Re: SAS reading rows/combining categorical variables

AnnaRombakh · Posted 06-22-2021 04:25 PM

We are interested in using data from the National Health and Nutrition Examination Survey (NHANES) to establish the prevalence of hearing loss among subjects who participated in the audiology portion of the survey. The subject data are organized in rows. The threshold for hearing (db) for each of 14 sound frequencies in both ears are provided in their databases (14 columns). We are categorizing hearing impairment by the highest threshold (db) at any of those 14 sound frequencies. Can anybody describe the code necessary to determine what the highest threshold would be?

ID#	500hz	1000hz	2000hz	3000hz	4000hz	5000hz	6000hz
123	0	0	10	20	0	10	0
234	0	0	0	10	0	20	0
456	0	0	10	20	45	75	70
458
478

Reeza · Posted 06-22-2021 04:26 PM

Given the input shown, what do you want as output?

ballardw · Posted 06-22-2021 04:35 PM

You would need the names of the SAS data set variables. I'm fairly sure they aren't actually 500hz.

The MAX function will report the largest non-missing value of a list of variables. In a data step very generic code would look like:

data want;

set have;

maxvalue = max(var1, var2, var3);

run;

If the names are nice you may be able to use a list such as

maxvalue = max( of reading1 - reading14);

if the variable names are sequentially numbered. Or if the columns are adjacent columns in the data set

maxvalue = max(of firstreading -- lastreading); <= note the two dashes together.

or just list the variable names of interest.

AnnaRombakh · Posted 06-22-2021 04:56 PM

To better elaborate my question, I am trying to get SAS to read all of my variables 500, 1000, 2000, 3000, 4000, 6000, 8000 hz and categorize them by degree of hearing loss. The classification of hearing loss for my study is the same for all frequencies ex. -10-15 db is normal, 16-24db is slight hearing loss, etc. and I would like SAS to analyze all variables and categorize them by their degree of hearing loss. This is why I would like them to be read in rows, so that my output produces individuals in categories of hearing loss. Because I have 14 variables, I am confused on how to do this.

ballardw · Posted 06-22-2021 05:35 PM

@AnnaRombakh wrote:

To better elaborate my question, I am trying to get SAS to read all of my variables 500, 1000, 2000, 3000, 4000, 6000, 8000 hz and categorize them by degree of hearing loss. The classification of hearing loss for my study is the same for all frequencies ex. -10-15 db is normal, 16-24db is slight hearing loss, etc. and I would like SAS to analyze all variables and categorize them by their degree of hearing loss. This is why I would like them to be read in rows, so that my output produces individuals in categories of hearing loss. Because I have 14 variables, I am confused on how to do this.

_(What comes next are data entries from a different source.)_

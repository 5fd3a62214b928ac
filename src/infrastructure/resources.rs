use crate::error::LoadError;
use std::path::{Path, PathBuf};

/// Resolves named resources, `(name, type)`, to files under a root directory.
#[derive(Debug, Clone)]
pub struct ResourceLocator {
    root: PathBuf,
}

impl ResourceLocator {
    pub fn new<P: AsRef<Path>>(root: P) -> Self {
        Self {
            root: root.as_ref().to_path_buf(),
        }
    }

    /// Returns the path of `<root>/<name>.<kind>`.
    ///
    /// Fails with `ResourceNotFound` when no regular file exists there.
    pub fn resolve(&self, name: &str, kind: &str) -> Result<PathBuf, LoadError> {
        let path = self.root.join(format!("{name}.{kind}"));
        if name.is_empty() || !path.is_file() {
            return Err(LoadError::ResourceNotFound {
                name: name.to_string(),
                kind: kind.to_string(),
            });
        }
        Ok(path)
    }
}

What are the rules for categorizing? What type of analysis?

One approach when you need to make categories from more-or-less continuous values is to create a FORMAT.

Which might look something like:

Proc format;
value hearloss
0 - <10 ="Minimal"
10 -<16 ="Normal"
16 -<24 ="Slight"
24 - < ??="some description"
/*repeat as needed for desired ranges*/
;

Applying this format to a variable would create a group that is honored for procedures that use categorical values for analysis (or graphing or reporting).

But not being in the industry I have no idea how to combine 14 variables into a single "score" if that is what you want. If you have rules we can likely help implement them.

If you can't show us what you expect a data set to look like we can't help you make it.

Proc Transpose is a typical tool for making a data set long. One thing that would make this tricky is the NHANES weighting scheme. Making data "long" or "by rows" would tend to duplicate the weighting variable which means the weight would be applied incorrectly for almost any analysis.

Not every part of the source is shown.